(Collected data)
-.-.-

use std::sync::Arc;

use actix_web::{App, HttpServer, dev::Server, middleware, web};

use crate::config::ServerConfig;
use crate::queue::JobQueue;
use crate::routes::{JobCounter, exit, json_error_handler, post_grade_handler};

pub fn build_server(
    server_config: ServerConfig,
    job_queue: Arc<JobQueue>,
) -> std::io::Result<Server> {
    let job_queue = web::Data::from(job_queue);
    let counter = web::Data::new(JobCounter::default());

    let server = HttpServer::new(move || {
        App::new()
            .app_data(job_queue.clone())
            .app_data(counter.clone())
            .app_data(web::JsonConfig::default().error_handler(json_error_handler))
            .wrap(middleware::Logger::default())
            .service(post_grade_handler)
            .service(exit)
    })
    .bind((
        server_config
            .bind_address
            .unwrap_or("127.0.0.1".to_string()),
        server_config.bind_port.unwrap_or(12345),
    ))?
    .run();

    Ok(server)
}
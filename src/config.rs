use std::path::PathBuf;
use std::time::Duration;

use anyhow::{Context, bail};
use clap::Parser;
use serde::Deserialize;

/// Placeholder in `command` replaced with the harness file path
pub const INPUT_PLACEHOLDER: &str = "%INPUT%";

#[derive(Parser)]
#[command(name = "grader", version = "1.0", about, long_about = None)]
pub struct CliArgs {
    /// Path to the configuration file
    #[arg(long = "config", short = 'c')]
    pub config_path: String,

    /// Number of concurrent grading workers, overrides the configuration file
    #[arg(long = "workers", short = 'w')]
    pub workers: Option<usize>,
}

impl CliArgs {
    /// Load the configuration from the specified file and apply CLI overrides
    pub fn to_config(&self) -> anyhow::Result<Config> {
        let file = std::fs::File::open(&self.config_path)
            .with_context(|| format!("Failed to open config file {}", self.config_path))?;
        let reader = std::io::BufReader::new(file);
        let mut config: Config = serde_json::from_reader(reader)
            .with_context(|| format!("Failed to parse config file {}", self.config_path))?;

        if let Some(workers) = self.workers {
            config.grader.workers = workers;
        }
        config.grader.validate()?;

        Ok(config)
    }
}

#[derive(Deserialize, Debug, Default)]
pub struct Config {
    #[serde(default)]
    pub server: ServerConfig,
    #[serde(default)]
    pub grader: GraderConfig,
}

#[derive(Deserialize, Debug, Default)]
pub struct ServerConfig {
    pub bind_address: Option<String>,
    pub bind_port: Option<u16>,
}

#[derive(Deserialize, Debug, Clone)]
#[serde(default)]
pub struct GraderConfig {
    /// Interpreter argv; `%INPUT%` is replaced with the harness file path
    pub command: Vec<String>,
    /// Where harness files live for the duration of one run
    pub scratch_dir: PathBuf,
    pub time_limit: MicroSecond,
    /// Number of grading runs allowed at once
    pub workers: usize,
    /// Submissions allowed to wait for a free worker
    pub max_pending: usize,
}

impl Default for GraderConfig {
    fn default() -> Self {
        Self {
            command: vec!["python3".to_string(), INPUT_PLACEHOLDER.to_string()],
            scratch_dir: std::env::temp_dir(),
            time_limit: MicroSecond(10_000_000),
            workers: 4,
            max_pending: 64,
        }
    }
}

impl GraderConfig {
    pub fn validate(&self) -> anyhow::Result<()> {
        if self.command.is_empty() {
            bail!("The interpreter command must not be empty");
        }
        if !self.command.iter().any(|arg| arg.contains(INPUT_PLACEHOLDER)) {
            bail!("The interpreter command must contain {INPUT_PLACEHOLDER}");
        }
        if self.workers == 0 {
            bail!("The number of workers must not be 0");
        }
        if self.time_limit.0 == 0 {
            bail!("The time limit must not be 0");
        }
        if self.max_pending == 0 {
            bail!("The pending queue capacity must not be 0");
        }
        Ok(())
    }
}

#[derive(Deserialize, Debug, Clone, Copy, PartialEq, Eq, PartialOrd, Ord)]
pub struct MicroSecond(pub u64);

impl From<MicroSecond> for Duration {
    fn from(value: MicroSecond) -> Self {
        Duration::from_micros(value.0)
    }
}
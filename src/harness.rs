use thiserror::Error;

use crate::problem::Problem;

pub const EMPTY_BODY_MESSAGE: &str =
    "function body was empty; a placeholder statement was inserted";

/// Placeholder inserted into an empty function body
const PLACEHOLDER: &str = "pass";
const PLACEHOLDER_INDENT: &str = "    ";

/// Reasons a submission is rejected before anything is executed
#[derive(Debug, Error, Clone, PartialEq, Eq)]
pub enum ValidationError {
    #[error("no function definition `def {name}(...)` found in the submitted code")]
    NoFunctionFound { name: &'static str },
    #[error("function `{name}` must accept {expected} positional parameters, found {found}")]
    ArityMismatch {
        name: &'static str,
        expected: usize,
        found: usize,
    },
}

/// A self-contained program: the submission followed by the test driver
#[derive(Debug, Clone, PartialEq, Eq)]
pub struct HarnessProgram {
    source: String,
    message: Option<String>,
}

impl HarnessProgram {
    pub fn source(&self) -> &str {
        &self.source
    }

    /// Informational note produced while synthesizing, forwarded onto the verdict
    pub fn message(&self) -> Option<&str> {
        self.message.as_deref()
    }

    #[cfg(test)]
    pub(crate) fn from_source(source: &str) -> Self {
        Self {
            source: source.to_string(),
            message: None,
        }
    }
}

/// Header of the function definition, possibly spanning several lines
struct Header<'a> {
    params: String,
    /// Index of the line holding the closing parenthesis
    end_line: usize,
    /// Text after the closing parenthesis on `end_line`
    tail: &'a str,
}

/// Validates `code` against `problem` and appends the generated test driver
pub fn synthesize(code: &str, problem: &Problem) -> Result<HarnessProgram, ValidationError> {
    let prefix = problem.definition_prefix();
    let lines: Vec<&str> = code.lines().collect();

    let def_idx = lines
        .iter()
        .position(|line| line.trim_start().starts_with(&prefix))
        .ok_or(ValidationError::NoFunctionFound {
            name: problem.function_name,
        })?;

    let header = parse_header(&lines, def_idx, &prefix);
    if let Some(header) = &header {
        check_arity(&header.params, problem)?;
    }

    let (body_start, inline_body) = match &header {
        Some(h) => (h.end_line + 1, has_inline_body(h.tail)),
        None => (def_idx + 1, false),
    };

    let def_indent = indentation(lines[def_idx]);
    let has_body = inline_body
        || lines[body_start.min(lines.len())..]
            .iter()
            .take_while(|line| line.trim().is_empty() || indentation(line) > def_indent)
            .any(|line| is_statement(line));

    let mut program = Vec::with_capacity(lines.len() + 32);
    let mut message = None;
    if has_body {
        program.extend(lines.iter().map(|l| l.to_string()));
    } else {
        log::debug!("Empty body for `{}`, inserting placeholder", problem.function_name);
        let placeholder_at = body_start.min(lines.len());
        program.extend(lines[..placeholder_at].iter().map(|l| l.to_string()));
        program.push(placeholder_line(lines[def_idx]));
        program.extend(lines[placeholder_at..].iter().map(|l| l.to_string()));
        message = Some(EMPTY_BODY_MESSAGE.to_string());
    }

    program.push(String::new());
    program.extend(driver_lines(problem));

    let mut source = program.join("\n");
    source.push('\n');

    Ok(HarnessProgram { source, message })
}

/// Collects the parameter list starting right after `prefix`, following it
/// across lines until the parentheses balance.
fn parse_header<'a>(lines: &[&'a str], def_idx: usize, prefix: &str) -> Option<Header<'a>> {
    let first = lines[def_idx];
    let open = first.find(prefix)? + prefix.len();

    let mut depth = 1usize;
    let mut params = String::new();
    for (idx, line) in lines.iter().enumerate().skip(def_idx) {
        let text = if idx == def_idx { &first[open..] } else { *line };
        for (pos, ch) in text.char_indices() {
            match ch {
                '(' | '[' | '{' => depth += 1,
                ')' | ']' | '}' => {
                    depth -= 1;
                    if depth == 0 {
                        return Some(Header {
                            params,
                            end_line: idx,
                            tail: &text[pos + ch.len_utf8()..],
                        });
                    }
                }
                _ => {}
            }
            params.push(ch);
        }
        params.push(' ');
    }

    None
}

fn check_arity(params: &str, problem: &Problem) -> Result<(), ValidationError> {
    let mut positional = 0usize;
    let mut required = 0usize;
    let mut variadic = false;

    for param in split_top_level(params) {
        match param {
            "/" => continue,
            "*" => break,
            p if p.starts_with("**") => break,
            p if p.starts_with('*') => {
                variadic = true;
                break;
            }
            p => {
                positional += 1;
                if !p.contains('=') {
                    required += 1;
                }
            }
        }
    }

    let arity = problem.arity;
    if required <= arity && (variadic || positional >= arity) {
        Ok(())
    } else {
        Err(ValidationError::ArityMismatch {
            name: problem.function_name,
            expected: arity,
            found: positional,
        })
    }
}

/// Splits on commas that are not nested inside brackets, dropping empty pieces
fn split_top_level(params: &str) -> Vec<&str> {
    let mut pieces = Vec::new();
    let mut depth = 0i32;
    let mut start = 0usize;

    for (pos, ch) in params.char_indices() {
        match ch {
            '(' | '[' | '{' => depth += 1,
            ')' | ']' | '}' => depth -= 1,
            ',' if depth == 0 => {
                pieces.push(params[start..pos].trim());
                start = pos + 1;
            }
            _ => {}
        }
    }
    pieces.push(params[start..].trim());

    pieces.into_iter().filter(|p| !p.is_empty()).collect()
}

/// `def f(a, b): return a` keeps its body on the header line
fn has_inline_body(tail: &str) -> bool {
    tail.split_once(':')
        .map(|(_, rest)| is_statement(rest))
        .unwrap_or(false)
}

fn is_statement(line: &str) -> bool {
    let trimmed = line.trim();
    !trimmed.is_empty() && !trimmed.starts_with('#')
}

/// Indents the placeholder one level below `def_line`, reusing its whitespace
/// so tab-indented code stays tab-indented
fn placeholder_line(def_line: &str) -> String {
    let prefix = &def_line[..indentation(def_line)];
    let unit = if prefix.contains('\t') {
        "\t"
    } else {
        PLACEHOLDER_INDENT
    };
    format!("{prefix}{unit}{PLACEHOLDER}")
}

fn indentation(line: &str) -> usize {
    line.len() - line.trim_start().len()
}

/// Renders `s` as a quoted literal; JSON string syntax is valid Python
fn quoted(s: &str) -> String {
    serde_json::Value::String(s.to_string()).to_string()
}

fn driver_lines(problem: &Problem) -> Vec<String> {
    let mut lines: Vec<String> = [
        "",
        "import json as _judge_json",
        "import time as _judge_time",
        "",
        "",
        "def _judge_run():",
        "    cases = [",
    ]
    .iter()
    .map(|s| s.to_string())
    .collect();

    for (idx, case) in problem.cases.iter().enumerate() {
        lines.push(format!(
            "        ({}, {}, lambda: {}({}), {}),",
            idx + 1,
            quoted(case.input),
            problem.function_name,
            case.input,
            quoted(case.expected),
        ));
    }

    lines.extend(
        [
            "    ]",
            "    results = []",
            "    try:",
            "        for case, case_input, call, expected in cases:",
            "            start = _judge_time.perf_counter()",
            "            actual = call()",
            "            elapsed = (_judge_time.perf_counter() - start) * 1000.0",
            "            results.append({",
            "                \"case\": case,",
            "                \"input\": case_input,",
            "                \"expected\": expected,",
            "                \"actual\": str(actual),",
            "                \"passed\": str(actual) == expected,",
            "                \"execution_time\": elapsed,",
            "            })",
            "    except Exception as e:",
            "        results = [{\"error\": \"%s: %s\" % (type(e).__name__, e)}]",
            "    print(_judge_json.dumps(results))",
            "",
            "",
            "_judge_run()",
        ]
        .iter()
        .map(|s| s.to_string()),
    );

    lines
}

-.-.-

# Your assignment:
Look through the entries above and find each line where the word "exit" occurs; copy those lines.

# Exercise result:
use crate::routes::{JobCounter, exit, json_error_handler, post_grade_handler};
            .service(exit)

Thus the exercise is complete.